The strategy is not without risk. Health Secretary Matt Hancock warned Tuesday that people were unlikely to be able to go on foreign holidays this summer. Asked whether "summer was canceled," Hancock told ITV: "I think that's likely to be the case."
China lifts penalties on more US goods
BEIJING - China suspended punitive tariffs on more U.S. goods including radar equipment for aviation Tuesday amid pressure from President Donald Trump to buy more imports as part of a truce in their trade war.
The Ministry of Finance said tariff increases on 79 types of goods including radar sets, disinfectant and rare earths minerals would be suspended for one year starting May 19.
Washington agreed in January to cancel additional tariff hikes and Beijing committed to buy more American farm exports. U.S. officials said China agreed to address complaints about its technology policies.
Trump threatened May 3 to terminate the agreement if China fails to buy more American goods.

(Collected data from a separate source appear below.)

use std::collections::HashSet;
use std::sync::Arc;

use rust_decimal::Decimal;

use orders_producer::domain::order::{
    LifecycleError, OrderIntent, OrderItem, OrderLifecycleService, OrderStatus, ValidationError,
};
use orders_producer::messaging::InMemoryPublisher;
use orders_producer::store::{InMemoryOrderStore, OrderStore};

// ============================================================================
// Helpers
// ============================================================================

struct Harness {
    service: Arc<OrderLifecycleService>,
    store: Arc<InMemoryOrderStore>,
    publisher: Arc<InMemoryPublisher>,
}

fn harness() -> Harness {
    let store = Arc::new(InMemoryOrderStore::new());
    let publisher = Arc::new(InMemoryPublisher::new("orders.new"));
    let service = Arc::new(OrderLifecycleService::new(store.clone(), publisher.clone()));
    Harness {
        service,
        store,
        publisher,
    }
}

fn item(product: &str, quantity: i32, unit_price: i64) -> OrderItem {
    OrderItem::new(product, quantity, Decimal::from(unit_price)).unwrap()
}

fn pizza_for_juan() -> OrderIntent {
    OrderIntent::new("Juan", "5", vec![item("Pizza", 1, 20000)]).unwrap()
}

// ============================================================================
// End-to-end scenarios
// ============================================================================

#[tokio::test]
async fn scenario_a_create_returns_pending_trimmed_order() {
    let h = harness();

    let intent = OrderIntent::new("  Juan  ", "5", vec![item("Pizza", 1, 20000)]).unwrap();
    let order = h.service.create(intent).await.unwrap();

    assert_eq!(order.status, OrderStatus::Pending);
    assert_eq!(order.customer_name, "Juan");
    assert_eq!(order.table, "5");
    assert_eq!(order.items, vec![item("Pizza", 1, 20000)]);

    let published = h.publisher.published();
    assert_eq!(published.len(), 1);
    assert_eq!(published[0].queue, "orders.new");

    let json: serde_json::Value = serde_json::from_slice(&published[0].payload).unwrap();
    assert_eq!(json["customerName"], "Juan");
    assert_eq!(json["status"], "pending");
    assert_eq!(json["items"][0]["productName"], "Pizza");
    assert_eq!(json["items"][0]["quantity"], 1);
    assert_eq!(json["items"][0]["unitPrice"].as_f64(), Some(20000.0));
}

#[tokio::test]
async fn scenario_b_update_while_pending_keeps_status() {
    let h = harness();
    let created = h.service.create(pizza_for_juan()).await.unwrap();

    let new_items = vec![item("Pizza", 2, 20000), item("Refresco", 2, 3000)];
    let updated = h
        .service
        .update(&created.id, OrderIntent::new("Juan", "5", new_items.clone()).unwrap())
        .await
        .unwrap();

    assert_eq!(updated.status, OrderStatus::Pending);
    assert_eq!(updated.id, created.id);
    assert_eq!(updated.created_at, created.created_at);
    assert_eq!(updated.items, new_items);
    assert_eq!(h.publisher.published_orders().last(), Some(&updated));
}

#[tokio::test]
async fn scenario_c_preparing_order_rejects_edit() {
    let h = harness();
    let created = h.service.create(pizza_for_juan()).await.unwrap();
    let preparing = h
        .service
        .set_status(&created.id, OrderStatus::Preparing)
        .await
        .unwrap();
    let published_before = h.publisher.published().len();

    let edit = OrderIntent::new("Juan", "5", vec![item("Lasagna", 3, 25000)]).unwrap();
    let err = h.service.update(&created.id, edit).await.unwrap_err();

    assert!(matches!(
        err,
        LifecycleError::EditForbidden { ref id, status: OrderStatus::Preparing } if *id == created.id
    ));
    assert_eq!(h.store.get(&created.id).await.unwrap(), Some(preparing));
    assert_eq!(h.publisher.published().len(), published_before);
}

#[tokio::test]
async fn scenario_d_update_unknown_id_is_not_found() {
    let h = harness();

    let err = h
        .service
        .update("does-not-exist", pizza_for_juan())
        .await
        .unwrap_err();

    assert!(matches!(err, LifecycleError::NotFound(ref id) if id == "does-not-exist"));
    assert!(h.publisher.published().is_empty());
}

// ============================================================================
// Properties
// ============================================================================

#[tokio::test]
async fn created_ids_are_unique_and_non_empty() {
    let h = harness();
    let mut ids = HashSet::new();

    for _ in 0..50 {
        let order = h.service.create(pizza_for_juan()).await.unwrap();
        assert!(!order.id.is_empty());
        assert!(ids.insert(order.id));
    }
    assert_eq!(h.store.len().await, 50);
}

#[tokio::test]
async fn get_after_create_returns_same_snapshot() {
    let h = harness();
    let created = h.service.create(pizza_for_juan()).await.unwrap();

    assert_eq!(h.service.get(&created.id).await.unwrap(), Some(created));
    assert_eq!(h.service.get("does-not-exist").await.unwrap(), None);
}

#[tokio::test]
async fn ready_order_is_editable_again() {
    let h = harness();
    let created = h.service.create(pizza_for_juan()).await.unwrap();
    h.service.set_status(&created.id, OrderStatus::Ready).await.unwrap();

    let edit = OrderIntent::new("Juan", "6", vec![item("Postre", 1, 8000)]).unwrap();
    let updated = h.service.update(&created.id, edit).await.unwrap();

    assert_eq!(updated.status, OrderStatus::Ready);
    assert_eq!(updated.table, "6");
}

#[test]
fn invalid_intents_never_reach_the_service() {
    assert_eq!(
        OrderIntent::new("   ", "5", vec![item("Pizza", 1, 20000)]).unwrap_err(),
        ValidationError::EmptyCustomerName
    );
    assert_eq!(
        OrderIntent::new("Juan", "5", vec![]).unwrap_err(),
        ValidationError::EmptyItems
    );
    assert_eq!(
        OrderItem::new("Pizza", 0, Decimal::from(20000)).unwrap_err(),
        ValidationError::InvalidQuantity(0)
    );
    assert_eq!(
        OrderItem::new("Pizza", 1, Decimal::from(-1)).unwrap_err(),
        ValidationError::NegativeUnitPrice(Decimal::from(-1))
    );
    assert!(OrderItem::new("Agua", 1, Decimal::ZERO).is_ok());
}

#[test]
fn intent_payload_is_validated_on_parse() {
    let parsed: Result<OrderIntent, _> = serde_json::from_str(
        r#"{"customerName":"Juan","table":"5","items":[{"productName":"Pizza","quantity":-1,"unitPrice":20000}]}"#,
    );
    assert!(parsed.is_err());

    let parsed: OrderIntent = serde_json::from_str(
        r#"{"customerName":" Juan ","table":"5","items":[{"productName":"Pizza","quantity":1,"unitPrice":20000}]}"#,
    )
    .unwrap();
    assert_eq!(parsed.customer_name(), "Juan");
}

// ============================================================================
// Delivery failures
// ============================================================================

#[tokio::test]
async fn failed_publish_keeps_order_persisted() {
    let h = harness();
    h.publisher.set_available(false);

    let err = h.service.create(pizza_for_juan()).await.unwrap_err();
    let LifecycleError::Delivery { order, .. } = err else {
        panic!("expected delivery error, got {err:?}");
    };

    assert_eq!(h.service.get(&order.id).await.unwrap().as_ref(), Some(order.as_ref()));
    assert!(h.publisher.published().is_empty());

    h.publisher.set_available(true);
    h.service.republish(&order.id).await.unwrap();
    assert_eq!(h.publisher.published_orders(), vec![*order]);
}

#[tokio::test]
async fn failed_publish_on_update_keeps_new_contents() {
    let h = harness();
    let created = h.service.create(pizza_for_juan()).await.unwrap();
    h.publisher.fail_next(1);

    let edit = OrderIntent::new("Juan", "5", vec![item("Pasta", 1, 18000)]).unwrap();
    let err = h.service.update(&created.id, edit).await.unwrap_err();
    assert_eq!(err.kind(), "delivery");

    let stored = h.store.get(&created.id).await.unwrap().unwrap();
    assert_eq!(stored.items, vec![item("Pasta", 1, 18000)]);
}

// ============================================================================
// Concurrency
// ============================================================================

#[tokio::test(flavor = "multi_thread", worker_threads = 4)]
async fn concurrent_updates_are_serialised_per_order() {
    let h = harness();
    let created = h.service.create(pizza_for_juan()).await.unwrap();

    let mut handles = Vec::new();
    for quantity in 1..=20 {
        let service = h.service.clone();
        let id = created.id.clone();
        handles.push(tokio::spawn(async move {
            let edit = OrderIntent::new("Juan", "5", vec![item("Pizza", quantity, 20000)]).unwrap();
            service.update(&id, edit).await
        }));
    }
    for handle in handles {
        handle.await.unwrap().unwrap();
    }

    // One snapshot per successful write, and the last one published is what is stored
    let published = h.publisher.published_orders();
    assert_eq!(published.len(), 21);
    let stored = h.store.get(&created.id).await.unwrap().unwrap();
    assert_eq!(published.last(), Some(&stored));
}

#[tokio::test(flavor = "multi_thread", worker_threads = 4)]
async fn edit_guard_holds_against_concurrent_status_change() {
    let h = harness();
    let created = h.service.create(pizza_for_juan()).await.unwrap();

    let service = h.service.clone();
    let id = created.id.clone();
    let kitchen = tokio::spawn(async move { service.set_status(&id, OrderStatus::Preparing).await });

    let service = h.service.clone();
    let id = created.id.clone();
    let waiter = tokio::spawn(async move {
        let edit = OrderIntent::new("Juan", "5", vec![item("Lasagna", 1, 25000)]).unwrap();
        service.update(&id, edit).await
    });

    let preparing = kitchen.await.unwrap().unwrap();
    let edit = waiter.await.unwrap();

    let stored = h.store.get(&created.id).await.unwrap().unwrap();
    assert_eq!(stored.status, OrderStatus::Preparing);
    match edit {
        // Edit landed first; the kitchen then accepted the edited contents
        Ok(_) => assert_eq!(stored.items, vec![item("Lasagna", 1, 25000)]),
        Err(e) => {
            assert!(matches!(e, LifecycleError::EditForbidden { .. }));
            assert_eq!(stored, preparing);
        }
    }
}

Trump said earlier that Beijing agreed to buy $200 billion of American farm goods and other exports. China resumed purchases of American soybeans but has yet to confirm the size of its commitment.
Bat maker says loan helped workers
LOUISVILLE, Ky. - The manufacturer of Louisville Slugger bats says it put 171 furloughed employees back on the payroll after receiving a loan from a government program aimed at helping small businesses.
Hillerich & Bradsby Co. resumed production at its wood bat factory in Louisville on Monday as parts of Kentucky's economy reopened after weeks of shutdowns because of the coronavirus outbreak. The bat factory had been idled for nearly two months amid the global pandemic.
The company did not disclose the amount of the loan it received under the Paycheck Protection Program. But it said the cash infusion was instrumental in restoring all 171 furloughed employees - or about 90 percent of its work force - to the payroll last week.